Nicht schön ist, dass du dich nicht richtig auf unsere Begegnung freuen kannst – und sie außerdem mit einem Besuch bei deiner Mutter gleichsetzt. Ich meine, ich weiß ja, dass du sie im Prinzip ganz gern siehst. Aber wenn du einen Tipp in Sachen Flirtoffensive haben möchtest: Erwähne ein romantisches Rendezvous besser nie im selben Atemzug mit der eigenen Mutter oder einem Supermarkteinkauf!
Ach, ich blöde Zicke. Eigentlich habe ich gar keinen Grund, dich dumm von der Seite anzumachen. Ich glaube, ich bin nur einfach genauso unsicher wie du. Ich habe tatsächlich Angst davor, dir schon bald gegenüberzustehen und in die Augen zu sehen. Andererseits weiß ich, dass ich mich, falls es doch nicht zu einem Treffen kommen sollte, mein ganzes Leben fragen würde: Was wäre gewesen, wenn …?
Ich gebe auch gerne zu, dass ich mir bereits einige Male beim Einschlafen ausgemalt habe, wie es wohl wäre, dich vom Flughafen abzuholen. Aber selbst wenn ich mir deine Ankunftszeit irgendwie hätte zusammenreimen können, wie hätte ich dich erkennen sollen?

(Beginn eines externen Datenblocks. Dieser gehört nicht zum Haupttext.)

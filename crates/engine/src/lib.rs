//! Document source engine.
//!
//! Resolves source descriptors to host-managed collections and serves one
//! CRUD surface over all of them.
//!
//! ## Structure
//!
//! - `collections/` - resolver, blob builder and the entry collection wrapper
//! - `infrastructure/` - host ports and the in-memory host adapter
//! - `app` - Application composition

pub mod app;
pub mod collections;
pub mod infrastructure;

/// Test fixtures module for integration testing.
#[cfg(test)]
pub mod test_fixtures;

pub use app::App;
pub use collections::EntryCollection;
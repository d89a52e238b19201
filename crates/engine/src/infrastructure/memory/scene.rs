//! In-memory scenes and tokens.

use std::sync::Arc;

use dashmap::DashMap;
use docsource_domain::{DocumentId, SceneId, TokenId};

use super::collection::MemoryCollection;
use crate::infrastructure::ports::{ActorDocument, SceneDocument, TokenDocument};

/// Scene holding token placements of world actors.
pub struct MemoryScene {
    id: SceneId,
    tokens: DashMap<TokenId, DocumentId>,
    actors: Arc<MemoryCollection>,
}

impl MemoryScene {
    pub(super) fn new(id: SceneId, actors: Arc<MemoryCollection>) -> Self {
        Self {
            id,
            tokens: DashMap::new(),
            actors,
        }
    }

    /// Place a token for `actor_id`. The actor need not exist.
    pub fn place_token(&self, token_id: TokenId, actor_id: DocumentId) {
        self.tokens.insert(token_id, actor_id);
    }

    /// Token placements ordered by token id.
    pub fn placements(&self) -> Vec<(TokenId, DocumentId)> {
        let mut placements: Vec<_> = self
            .tokens
            .iter()
            .map(|entry| (*entry.key(), *entry.value()))
            .collect();
        placements.sort();
        placements
    }
}

impl SceneDocument for MemoryScene {
    fn id(&self) -> SceneId {
        self.id
    }

    fn token(&self, id: TokenId) -> Option<Arc<dyn TokenDocument>> {
        let actor_id = *self.tokens.get(&id)?;
        Some(Arc::new(MemoryToken {
            id,
            actor_id,
            actors: self.actors.clone(),
        }))
    }
}

/// Token whose actor is looked up live, so deleting the actor breaks it.
struct MemoryToken {
    id: TokenId,
    actor_id: DocumentId,
    actors: Arc<MemoryCollection>,
}

impl TokenDocument for MemoryToken {
    fn id(&self) -> TokenId {
        self.id
    }

    fn actor(&self) -> Option<Arc<dyn ActorDocument>> {
        self.actors
            .actor(self.actor_id)
            .map(|actor| actor as Arc<dyn ActorDocument>)
    }
}

#[cfg(test)]
mod tests {
    use super::*;
    use docsource_domain::{EntryKind, RawDocument};
    use serde_json::json;

    #[test]
    fn token_actor_disappears_when_actor_is_deleted() {
        let actors = Arc::new(MemoryCollection::new());
        let actor_id = actors.insert(RawDocument::new(
            DocumentId::new(),
            EntryKind::Npc,
            "Goblin",
            json!({}),
        ));
        let scene = MemoryScene::new(SceneId::new(), actors.clone());
        let token_id = TokenId::new();
        scene.place_token(token_id, actor_id);

        let token = scene.token(token_id).expect("token placed");
        assert_eq!(token.actor().map(|a| a.id()), Some(actor_id));

        actors.delete(vec![actor_id]).expect("actor exists");
        assert!(token.actor().is_none());
    }

    #[test]
    fn unknown_token_is_absent() {
        let scene = MemoryScene::new(SceneId::new(), Arc::new(MemoryCollection::new()));
        assert!(scene.token(TokenId::new()).is_none());
    }
}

Ich hätte dich schon ausrufen lassen müssen, damit wir nicht einfach aneinander vorbeilaufen. Schon seltsam … Und dann habe ich mir sozusagen ersatzweise vorgestellt, wie du nach Hause kommst und dich endlich traust, den Hörer in die Hand zu nehmen, um mich anzurufen und mir zu sagen, dass du heil gelandet bist. Aber kein Anruf, nicht mal eine Postkarte. *seufz*
Zu deinen Fragen:
Du hast vielleicht einen Jetlag, aber sicher keine saisonal abhängige Depression, da du nach so einer Reise nicht so schnell mit einem Serotoninmangel zu kämpfen haben dürftest.
Meine Reise in eine neue Zukunft startet am 26. 12. und endet im nächsten Jahr am 8. 1.

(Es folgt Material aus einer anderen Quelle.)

//! Application composition.

use docsource_domain::{EntryKind, SourceDescriptor};

use crate::collections::EntryCollection;
use crate::infrastructure::ports::HostServices;

/// Main application state.
///
/// Holds the injected host services and hands out entry collections.
#[derive(Clone)]
pub struct App {
    services: HostServices,
}

impl App {
    pub fn new(services: HostServices) -> Self {
        Self { services }
    }

    /// Entry collection for `kind` at `source`. Resolution starts immediately.
    pub fn collection(&self, kind: EntryKind, source: SourceDescriptor) -> EntryCollection {
        EntryCollection::new(self.services.clone(), kind, source)
    }

    pub fn services(&self) -> &HostServices {
        &self.services
    }
}
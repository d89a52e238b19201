//! In-memory host adapter.
//!
//! Implements every host port over concurrent maps. Backs the `docsource`
//! binary (loaded from a JSON snapshot) and the integration tests.

mod collection;
mod host;
mod pack;
mod scene;
mod snapshot;

pub use collection::{MemoryActor, MemoryCollection};
pub use host::MemoryHost;
pub use pack::MemoryPack;
pub use scene::MemoryScene;
pub use snapshot::{DocumentSnapshot, HostSnapshot, PackSnapshot, SceneSnapshot, TokenSnapshot};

Ich war heute mit meiner Nichte und meinem Neffen im Weihnachtsmärchen. Das war so herzerwärmend, dass sich eine Hormonflut in meinem Körper breitmachte, die meinen verschütteten Kinderwunsch auf brutale Weise ausgerechnet am 4. Advent in den Fokus meiner trüben Gedanken katapultierte.
Meine Schwester sagt, alles wird gut, meint aber in Wahrheit: Wenn ich so weitermache, ende ich noch wie die Frau von James Stewart in «Ist das Leben nicht schön?» (falls die Geschichte tatsächlich anders verlaufen wäre und die beiden nie glücklich miteinander geworden wären – so wie Engel Charlie es ihm zeigt … *schnief*).

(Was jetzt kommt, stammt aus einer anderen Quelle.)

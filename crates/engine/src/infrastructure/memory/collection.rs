//! In-memory live collection.

use std::sync::atomic::{AtomicU64, Ordering};
use std::sync::Arc;

use async_trait::async_trait;
use dashmap::DashMap;
use docsource_domain::{DocumentBlob, DocumentId, NewDocument, RawDocument};
use serde_json::Value;

use super::snapshot::DocumentSnapshot;
use crate::infrastructure::ports::{ActorDocument, LiveCollection, StoreError, WriteContext};

struct Slot {
    seq: u64,
    doc: RawDocument,
}

/// Documents keyed by id, enumerated in insertion order.
///
/// Actor documents get an embedded item collection on first access.
#[derive(Default)]
pub struct MemoryCollection {
    docs: DashMap<DocumentId, Slot>,
    next_seq: AtomicU64,
    embedded: DashMap<DocumentId, Arc<MemoryCollection>>,
}

impl MemoryCollection {
    pub fn new() -> Self {
        Self::default()
    }

    /// Insert a document, keeping its id.
    pub fn insert(&self, doc: RawDocument) -> DocumentId {
        let id = doc.id;
        let seq = self.next_seq.fetch_add(1, Ordering::Relaxed);
        self.docs.insert(id, Slot { seq, doc });
        id
    }

    /// Insert an actor document together with its embedded items.
    pub fn insert_actor(&self, doc: RawDocument, items: Vec<RawDocument>) -> DocumentId {
        let id = self.insert(doc);
        let embedded = self.embedded_items(id);
        for item in items {
            embedded.insert(item);
        }
        id
    }

    /// Actor document `id`, if present and of an actor-like kind.
    pub fn actor(&self, id: DocumentId) -> Option<Arc<MemoryActor>> {
        let is_actor = self
            .docs
            .get(&id)
            .map(|slot| slot.doc.kind.is_actor_like())
            .unwrap_or(false);
        is_actor.then(|| {
            Arc::new(MemoryActor {
                id,
                items: self.embedded_items(id),
            })
        })
    }

    pub fn len(&self) -> usize {
        self.docs.len()
    }

    pub fn is_empty(&self) -> bool {
        self.docs.is_empty()
    }

    /// Documents in insertion order, embedded items attached to actors.
    pub fn snapshot(&self) -> Vec<DocumentSnapshot> {
        self.ordered()
            .into_iter()
            .map(|doc| {
                let items = self
                    .embedded
                    .get(&doc.id)
                    .map(|items| items.ordered())
                    .unwrap_or_default();
                DocumentSnapshot {
                    document: doc,
                    items,
                }
            })
            .collect()
    }

    fn embedded_items(&self, id: DocumentId) -> Arc<MemoryCollection> {
        self.embedded.entry(id).or_default().value().clone()
    }

    fn ordered(&self) -> Vec<RawDocument> {
        let mut slots: Vec<(u64, RawDocument)> = self
            .docs
            .iter()
            .map(|slot| (slot.seq, slot.doc.clone()))
            .collect();
        slots.sort_by_key(|(seq, _)| *seq);
        slots.into_iter().map(|(_, doc)| doc).collect()
    }

    pub(super) fn create(&self, records: Vec<NewDocument>) -> Vec<RawDocument> {
        records
            .into_iter()
            .map(|record| {
                let doc =
                    RawDocument::new(DocumentId::new(), record.kind, record.name, record.data);
                self.insert(doc.clone());
                doc
            })
            .collect()
    }

    /// Apply every blob or none: all targets are checked before any write.
    pub(super) fn update(&self, blobs: Vec<DocumentBlob>) -> Result<(), StoreError> {
        let mut targets = Vec::with_capacity(blobs.len());
        for blob in &blobs {
            let id = blob
                .id()
                .ok_or_else(|| StoreError::backend("update_documents", "blob without _id"))?;
            if !self.docs.contains_key(&id) {
                return Err(StoreError::not_found("Document", id));
            }
            targets.push(id);
        }

        for (id, blob) in targets.into_iter().zip(blobs) {
            if let Some(mut slot) = self.docs.get_mut(&id) {
                apply_blob(&mut slot.doc, blob);
            }
        }
        Ok(())
    }

    pub(super) fn delete(&self, ids: Vec<DocumentId>) -> Result<(), StoreError> {
        if let Some(missing) = ids.iter().find(|id| !self.docs.contains_key(*id)) {
            return Err(StoreError::not_found("Document", missing));
        }
        for id in ids {
            self.docs.remove(&id);
            self.embedded.remove(&id);
        }
        Ok(())
    }
}

fn apply_blob(doc: &mut RawDocument, blob: DocumentBlob) {
    for (key, value) in blob.into_fields() {
        match key.as_str() {
            // Identity and kind are fixed once a document exists
            "_id" | "type" => {}
            "name" => {
                if let Value::String(name) = value {
                    doc.name = name;
                }
            }
            "data" => doc.data = value,
            _ => {
                doc.extra.insert(key, value);
            }
        }
    }
}

#[async_trait]
impl LiveCollection for MemoryCollection {
    fn get(&self, id: DocumentId) -> Option<RawDocument> {
        self.docs.get(&id).map(|slot| slot.doc.clone())
    }

    fn contents(&self) -> Vec<RawDocument> {
        self.ordered()
    }

    async fn create_documents(
        &self,
        records: Vec<NewDocument>,
        context: WriteContext,
    ) -> Result<Vec<RawDocument>, StoreError> {
        tracing::debug!(count = records.len(), %context, "Creating documents");
        Ok(self.create(records))
    }

    async fn update_documents(
        &self,
        blobs: Vec<DocumentBlob>,
        context: WriteContext,
    ) -> Result<(), StoreError> {
        tracing::debug!(count = blobs.len(), %context, "Updating documents");
        self.update(blobs)
    }

    async fn delete_documents(
        &self,
        ids: Vec<DocumentId>,
        context: WriteContext,
    ) -> Result<(), StoreError> {
        tracing::debug!(count = ids.len(), %context, "Deleting documents");
        self.delete(ids)
    }
}

/// Actor document with its embedded item collection.
pub struct MemoryActor {
    id: DocumentId,
    items: Arc<MemoryCollection>,
}

impl ActorDocument for MemoryActor {
    fn id(&self) -> DocumentId {
        self.id
    }

    fn items(&self) -> Arc<dyn LiveCollection> {
        self.items.clone()
    }
}
//! Document source vocabulary.
//!
//! Shared types for addressing host-managed entry collections: entry kinds,
//! source descriptors, raw host documents and the live entries built from them.

pub mod document;
pub mod entry;
pub mod entry_kind;
pub mod error;
pub mod ids;
pub mod source;

pub use document::{Criteria, DocumentBlob, NewDocument, RawDocument};
pub use entry::{GetResult, LiveEntry, TopLevelOverrides};
pub use entry_kind::{DocumentClass, EntryKind};
pub use error::DomainError;
pub use ids::{DocumentId, PackId, SceneId, TokenId};
pub use source::SourceDescriptor;
//! Infrastructure implementations.
//!
//! Contains the host port traits and the in-memory host adapter.

pub mod memory;
pub mod ports;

Fiete sagt, ich soll dich sofort besuchen und «mich endlich mal wieder vögeln lassen» (sorry, das hat er wortwörtlich gesagt, und das nicht nur ein Mal.).
Ich habe mich eben in meinen Bademantel gekuschelt und es mir mit dem Laptop auf meinem Sofa gemütlich gemacht. Es geht mir also gut.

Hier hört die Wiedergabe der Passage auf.